What to do: Search the listing below for the string "prev" and copy every line where it occurs.

Supplied material:
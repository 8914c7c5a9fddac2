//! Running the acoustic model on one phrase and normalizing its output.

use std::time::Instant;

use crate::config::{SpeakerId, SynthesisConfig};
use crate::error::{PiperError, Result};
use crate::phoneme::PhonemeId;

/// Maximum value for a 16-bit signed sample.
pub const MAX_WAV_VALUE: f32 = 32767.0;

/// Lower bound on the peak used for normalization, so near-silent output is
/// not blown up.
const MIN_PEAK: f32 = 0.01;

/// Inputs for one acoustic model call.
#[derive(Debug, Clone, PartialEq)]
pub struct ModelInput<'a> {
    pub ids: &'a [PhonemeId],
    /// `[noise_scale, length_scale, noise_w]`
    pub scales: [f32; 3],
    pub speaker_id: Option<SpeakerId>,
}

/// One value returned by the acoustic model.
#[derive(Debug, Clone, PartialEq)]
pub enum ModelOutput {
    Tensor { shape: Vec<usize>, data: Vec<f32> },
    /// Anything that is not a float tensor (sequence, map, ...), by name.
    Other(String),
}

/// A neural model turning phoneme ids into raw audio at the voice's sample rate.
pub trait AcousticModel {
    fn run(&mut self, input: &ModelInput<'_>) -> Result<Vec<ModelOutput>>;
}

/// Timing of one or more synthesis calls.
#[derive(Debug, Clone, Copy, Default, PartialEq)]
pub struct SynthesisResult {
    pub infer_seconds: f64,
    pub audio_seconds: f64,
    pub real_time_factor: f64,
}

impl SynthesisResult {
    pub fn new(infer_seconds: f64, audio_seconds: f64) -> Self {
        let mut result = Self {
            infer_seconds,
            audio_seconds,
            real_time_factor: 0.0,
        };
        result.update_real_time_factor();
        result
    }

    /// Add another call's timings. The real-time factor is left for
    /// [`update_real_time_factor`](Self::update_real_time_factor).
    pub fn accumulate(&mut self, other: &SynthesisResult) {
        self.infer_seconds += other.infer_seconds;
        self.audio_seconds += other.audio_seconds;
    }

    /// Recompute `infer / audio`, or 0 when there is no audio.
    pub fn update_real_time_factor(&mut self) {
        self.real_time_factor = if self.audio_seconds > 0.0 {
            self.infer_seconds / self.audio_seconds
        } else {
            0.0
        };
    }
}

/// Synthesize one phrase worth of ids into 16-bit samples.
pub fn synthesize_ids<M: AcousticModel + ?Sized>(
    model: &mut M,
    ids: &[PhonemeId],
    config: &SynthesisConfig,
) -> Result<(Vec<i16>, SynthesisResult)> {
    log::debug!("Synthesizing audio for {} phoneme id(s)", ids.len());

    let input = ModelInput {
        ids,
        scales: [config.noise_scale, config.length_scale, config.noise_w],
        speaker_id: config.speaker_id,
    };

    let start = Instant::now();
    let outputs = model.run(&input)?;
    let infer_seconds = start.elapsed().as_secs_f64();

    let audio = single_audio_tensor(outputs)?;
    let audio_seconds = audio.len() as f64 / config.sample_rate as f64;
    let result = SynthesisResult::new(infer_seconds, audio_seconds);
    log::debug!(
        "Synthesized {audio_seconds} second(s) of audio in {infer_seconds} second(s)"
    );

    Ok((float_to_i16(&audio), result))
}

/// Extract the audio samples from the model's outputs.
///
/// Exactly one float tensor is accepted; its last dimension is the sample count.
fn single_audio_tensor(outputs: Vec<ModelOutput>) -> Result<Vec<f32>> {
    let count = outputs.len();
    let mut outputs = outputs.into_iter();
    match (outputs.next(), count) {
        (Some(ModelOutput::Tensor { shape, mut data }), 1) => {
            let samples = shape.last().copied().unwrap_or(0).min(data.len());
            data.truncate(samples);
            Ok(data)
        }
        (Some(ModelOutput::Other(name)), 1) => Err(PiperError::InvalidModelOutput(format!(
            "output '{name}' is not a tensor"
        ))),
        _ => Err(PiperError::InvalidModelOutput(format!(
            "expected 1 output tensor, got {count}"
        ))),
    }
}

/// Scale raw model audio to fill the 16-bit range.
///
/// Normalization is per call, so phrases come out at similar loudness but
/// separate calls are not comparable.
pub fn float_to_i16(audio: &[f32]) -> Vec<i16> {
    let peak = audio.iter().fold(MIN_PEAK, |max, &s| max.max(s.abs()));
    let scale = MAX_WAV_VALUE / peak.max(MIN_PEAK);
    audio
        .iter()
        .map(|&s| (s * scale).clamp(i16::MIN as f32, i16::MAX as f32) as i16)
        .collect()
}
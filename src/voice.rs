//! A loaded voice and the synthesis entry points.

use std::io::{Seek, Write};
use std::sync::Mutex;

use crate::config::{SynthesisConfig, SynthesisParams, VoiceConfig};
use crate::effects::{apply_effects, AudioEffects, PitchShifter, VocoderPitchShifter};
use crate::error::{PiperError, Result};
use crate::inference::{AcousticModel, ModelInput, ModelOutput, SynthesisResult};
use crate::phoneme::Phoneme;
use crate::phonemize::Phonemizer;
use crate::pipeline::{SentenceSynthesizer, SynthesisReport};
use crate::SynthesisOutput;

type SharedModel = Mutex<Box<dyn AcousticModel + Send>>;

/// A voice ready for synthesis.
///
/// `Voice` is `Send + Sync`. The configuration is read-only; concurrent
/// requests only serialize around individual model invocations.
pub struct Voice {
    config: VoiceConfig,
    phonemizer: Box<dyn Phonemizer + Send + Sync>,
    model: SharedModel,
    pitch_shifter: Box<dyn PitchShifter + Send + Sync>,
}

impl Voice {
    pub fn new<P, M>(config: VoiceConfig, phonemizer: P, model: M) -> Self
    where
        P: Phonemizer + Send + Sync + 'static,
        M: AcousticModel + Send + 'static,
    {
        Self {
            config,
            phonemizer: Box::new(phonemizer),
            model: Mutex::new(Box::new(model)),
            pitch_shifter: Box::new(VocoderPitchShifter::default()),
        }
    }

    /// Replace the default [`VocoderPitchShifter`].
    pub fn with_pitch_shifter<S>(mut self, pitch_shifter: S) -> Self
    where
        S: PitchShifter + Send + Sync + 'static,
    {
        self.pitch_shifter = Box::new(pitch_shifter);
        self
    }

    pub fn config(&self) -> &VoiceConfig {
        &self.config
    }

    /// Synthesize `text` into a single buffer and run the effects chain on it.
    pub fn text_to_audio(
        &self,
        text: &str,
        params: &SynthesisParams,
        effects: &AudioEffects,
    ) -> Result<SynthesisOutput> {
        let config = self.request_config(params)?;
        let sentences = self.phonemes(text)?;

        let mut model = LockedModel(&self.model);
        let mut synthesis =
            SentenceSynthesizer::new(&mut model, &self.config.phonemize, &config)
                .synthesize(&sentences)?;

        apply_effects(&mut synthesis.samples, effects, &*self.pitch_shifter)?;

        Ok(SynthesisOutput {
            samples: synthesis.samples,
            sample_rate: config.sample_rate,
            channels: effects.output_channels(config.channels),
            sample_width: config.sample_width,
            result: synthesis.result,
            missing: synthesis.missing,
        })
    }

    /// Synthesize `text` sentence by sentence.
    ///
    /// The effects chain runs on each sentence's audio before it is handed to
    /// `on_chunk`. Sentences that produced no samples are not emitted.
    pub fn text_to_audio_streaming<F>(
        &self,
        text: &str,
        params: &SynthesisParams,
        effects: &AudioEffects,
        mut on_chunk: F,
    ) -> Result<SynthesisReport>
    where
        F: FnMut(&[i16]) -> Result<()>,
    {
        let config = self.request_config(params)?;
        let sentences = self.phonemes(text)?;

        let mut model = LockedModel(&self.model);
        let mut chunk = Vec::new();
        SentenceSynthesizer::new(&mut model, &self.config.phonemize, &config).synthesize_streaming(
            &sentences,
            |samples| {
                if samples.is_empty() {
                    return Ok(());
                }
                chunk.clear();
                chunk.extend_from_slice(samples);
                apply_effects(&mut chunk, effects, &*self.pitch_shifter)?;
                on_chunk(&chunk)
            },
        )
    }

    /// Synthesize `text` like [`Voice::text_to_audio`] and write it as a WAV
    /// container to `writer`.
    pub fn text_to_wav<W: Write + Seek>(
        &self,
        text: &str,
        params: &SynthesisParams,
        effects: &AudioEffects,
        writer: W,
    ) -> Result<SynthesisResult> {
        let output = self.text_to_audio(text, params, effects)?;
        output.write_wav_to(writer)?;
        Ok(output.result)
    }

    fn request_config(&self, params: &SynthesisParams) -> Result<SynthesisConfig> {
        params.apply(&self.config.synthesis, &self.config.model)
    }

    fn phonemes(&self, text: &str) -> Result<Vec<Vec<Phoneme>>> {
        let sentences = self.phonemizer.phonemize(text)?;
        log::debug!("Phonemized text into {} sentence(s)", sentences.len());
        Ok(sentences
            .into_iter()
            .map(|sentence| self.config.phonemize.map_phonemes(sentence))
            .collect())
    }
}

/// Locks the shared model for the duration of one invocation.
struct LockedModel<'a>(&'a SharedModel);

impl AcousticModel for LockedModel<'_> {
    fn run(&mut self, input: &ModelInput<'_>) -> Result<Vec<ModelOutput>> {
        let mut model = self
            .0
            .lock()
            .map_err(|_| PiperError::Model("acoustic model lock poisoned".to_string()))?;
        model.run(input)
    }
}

---

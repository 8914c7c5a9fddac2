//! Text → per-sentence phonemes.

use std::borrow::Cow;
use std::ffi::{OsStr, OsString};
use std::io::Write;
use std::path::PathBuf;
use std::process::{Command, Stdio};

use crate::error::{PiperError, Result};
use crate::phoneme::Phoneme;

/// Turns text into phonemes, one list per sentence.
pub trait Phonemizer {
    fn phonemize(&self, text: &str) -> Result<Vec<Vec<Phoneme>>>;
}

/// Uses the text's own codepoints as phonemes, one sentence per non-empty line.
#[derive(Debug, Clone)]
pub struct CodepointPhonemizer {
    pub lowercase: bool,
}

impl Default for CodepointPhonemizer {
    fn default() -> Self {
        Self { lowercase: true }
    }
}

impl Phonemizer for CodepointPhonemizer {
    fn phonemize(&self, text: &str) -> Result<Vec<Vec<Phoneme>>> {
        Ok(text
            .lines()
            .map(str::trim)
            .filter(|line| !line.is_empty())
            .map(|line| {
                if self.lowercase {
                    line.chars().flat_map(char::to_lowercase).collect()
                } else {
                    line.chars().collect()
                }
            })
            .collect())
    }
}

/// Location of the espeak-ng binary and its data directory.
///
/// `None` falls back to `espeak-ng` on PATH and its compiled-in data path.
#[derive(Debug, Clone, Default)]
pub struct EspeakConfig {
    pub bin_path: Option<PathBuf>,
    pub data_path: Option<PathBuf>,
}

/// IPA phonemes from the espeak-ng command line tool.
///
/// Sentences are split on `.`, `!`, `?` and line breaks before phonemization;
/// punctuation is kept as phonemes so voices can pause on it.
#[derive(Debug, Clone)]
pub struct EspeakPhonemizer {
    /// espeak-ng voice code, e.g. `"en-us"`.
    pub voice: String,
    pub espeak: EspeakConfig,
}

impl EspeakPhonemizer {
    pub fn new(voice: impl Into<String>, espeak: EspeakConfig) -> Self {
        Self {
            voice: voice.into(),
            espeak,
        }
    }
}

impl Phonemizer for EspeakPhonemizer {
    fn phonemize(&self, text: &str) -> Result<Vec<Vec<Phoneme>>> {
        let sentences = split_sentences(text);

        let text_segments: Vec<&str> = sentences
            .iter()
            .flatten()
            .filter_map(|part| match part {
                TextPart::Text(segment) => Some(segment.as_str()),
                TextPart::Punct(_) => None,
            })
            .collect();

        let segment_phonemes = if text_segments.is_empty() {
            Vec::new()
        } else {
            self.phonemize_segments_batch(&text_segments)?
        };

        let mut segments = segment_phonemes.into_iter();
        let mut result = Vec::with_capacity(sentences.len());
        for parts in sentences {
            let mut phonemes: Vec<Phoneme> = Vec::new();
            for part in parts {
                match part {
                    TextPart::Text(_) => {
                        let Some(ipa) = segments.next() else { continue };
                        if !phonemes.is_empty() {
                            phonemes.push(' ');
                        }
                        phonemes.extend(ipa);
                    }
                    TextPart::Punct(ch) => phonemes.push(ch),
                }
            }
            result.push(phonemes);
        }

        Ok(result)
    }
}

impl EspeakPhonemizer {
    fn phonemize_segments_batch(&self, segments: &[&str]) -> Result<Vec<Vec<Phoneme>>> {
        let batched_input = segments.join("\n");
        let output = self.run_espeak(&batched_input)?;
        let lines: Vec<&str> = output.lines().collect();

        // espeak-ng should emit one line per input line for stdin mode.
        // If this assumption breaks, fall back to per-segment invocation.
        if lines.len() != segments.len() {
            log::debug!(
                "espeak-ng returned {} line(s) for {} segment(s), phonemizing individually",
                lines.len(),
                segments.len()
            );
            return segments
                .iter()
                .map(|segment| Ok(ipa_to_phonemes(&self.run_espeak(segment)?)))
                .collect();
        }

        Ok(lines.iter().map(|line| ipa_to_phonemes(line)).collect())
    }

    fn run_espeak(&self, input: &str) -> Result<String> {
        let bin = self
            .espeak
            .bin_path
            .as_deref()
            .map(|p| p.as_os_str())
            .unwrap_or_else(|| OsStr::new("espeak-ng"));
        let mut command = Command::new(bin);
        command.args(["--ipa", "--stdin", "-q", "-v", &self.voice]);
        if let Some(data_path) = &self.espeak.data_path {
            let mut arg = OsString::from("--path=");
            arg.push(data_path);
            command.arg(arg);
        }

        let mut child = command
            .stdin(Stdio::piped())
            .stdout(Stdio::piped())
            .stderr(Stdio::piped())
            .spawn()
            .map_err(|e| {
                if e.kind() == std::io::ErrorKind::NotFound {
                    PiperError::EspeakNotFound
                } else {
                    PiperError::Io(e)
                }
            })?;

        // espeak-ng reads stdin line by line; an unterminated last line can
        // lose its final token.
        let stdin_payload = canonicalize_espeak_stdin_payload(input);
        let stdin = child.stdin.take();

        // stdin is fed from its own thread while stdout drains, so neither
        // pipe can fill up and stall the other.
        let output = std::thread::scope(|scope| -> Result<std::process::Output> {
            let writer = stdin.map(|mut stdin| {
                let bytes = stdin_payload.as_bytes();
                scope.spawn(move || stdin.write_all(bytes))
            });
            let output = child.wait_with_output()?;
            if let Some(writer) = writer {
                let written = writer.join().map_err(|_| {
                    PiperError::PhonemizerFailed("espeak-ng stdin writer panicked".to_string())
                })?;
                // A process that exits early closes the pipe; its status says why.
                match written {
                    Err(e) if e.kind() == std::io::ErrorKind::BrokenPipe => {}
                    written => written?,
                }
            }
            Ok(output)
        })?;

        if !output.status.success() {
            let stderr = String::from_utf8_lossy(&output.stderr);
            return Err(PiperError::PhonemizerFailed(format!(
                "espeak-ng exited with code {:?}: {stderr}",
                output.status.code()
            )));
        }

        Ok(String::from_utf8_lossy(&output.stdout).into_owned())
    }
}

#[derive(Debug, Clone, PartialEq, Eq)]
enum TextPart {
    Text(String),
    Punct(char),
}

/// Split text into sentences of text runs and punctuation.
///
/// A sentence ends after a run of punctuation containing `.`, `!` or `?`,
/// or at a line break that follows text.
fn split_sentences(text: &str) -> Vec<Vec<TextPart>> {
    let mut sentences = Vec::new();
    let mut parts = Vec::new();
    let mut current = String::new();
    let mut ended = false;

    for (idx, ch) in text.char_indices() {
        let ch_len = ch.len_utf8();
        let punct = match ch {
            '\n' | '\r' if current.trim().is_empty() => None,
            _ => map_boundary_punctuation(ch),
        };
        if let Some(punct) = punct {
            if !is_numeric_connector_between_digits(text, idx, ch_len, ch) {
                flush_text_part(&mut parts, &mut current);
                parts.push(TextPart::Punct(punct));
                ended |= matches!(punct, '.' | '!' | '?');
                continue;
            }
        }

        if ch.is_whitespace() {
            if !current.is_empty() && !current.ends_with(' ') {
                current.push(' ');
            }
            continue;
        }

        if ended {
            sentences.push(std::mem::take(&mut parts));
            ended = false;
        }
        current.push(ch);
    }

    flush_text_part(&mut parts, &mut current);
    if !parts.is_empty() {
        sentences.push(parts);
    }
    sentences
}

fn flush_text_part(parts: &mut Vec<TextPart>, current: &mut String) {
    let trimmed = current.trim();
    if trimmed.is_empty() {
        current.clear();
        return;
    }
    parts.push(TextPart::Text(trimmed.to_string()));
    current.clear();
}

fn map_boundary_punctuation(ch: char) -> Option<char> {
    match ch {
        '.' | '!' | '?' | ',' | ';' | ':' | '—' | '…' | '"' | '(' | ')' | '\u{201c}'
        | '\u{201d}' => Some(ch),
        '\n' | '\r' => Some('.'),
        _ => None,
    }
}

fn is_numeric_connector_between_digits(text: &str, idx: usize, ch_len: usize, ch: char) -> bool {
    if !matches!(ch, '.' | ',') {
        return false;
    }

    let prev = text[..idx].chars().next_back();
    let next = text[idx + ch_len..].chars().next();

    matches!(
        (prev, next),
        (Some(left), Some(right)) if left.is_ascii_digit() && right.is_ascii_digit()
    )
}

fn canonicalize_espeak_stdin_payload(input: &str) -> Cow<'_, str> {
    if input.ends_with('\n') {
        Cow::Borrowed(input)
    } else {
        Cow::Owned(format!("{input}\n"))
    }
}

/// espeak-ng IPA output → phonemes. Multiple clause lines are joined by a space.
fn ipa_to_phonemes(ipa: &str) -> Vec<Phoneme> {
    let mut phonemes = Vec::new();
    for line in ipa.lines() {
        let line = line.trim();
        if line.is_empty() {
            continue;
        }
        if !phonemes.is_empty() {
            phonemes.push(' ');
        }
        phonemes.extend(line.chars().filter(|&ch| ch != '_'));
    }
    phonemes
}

Finished task:
    let prev = text[..idx].chars().next_back();
        (prev, next),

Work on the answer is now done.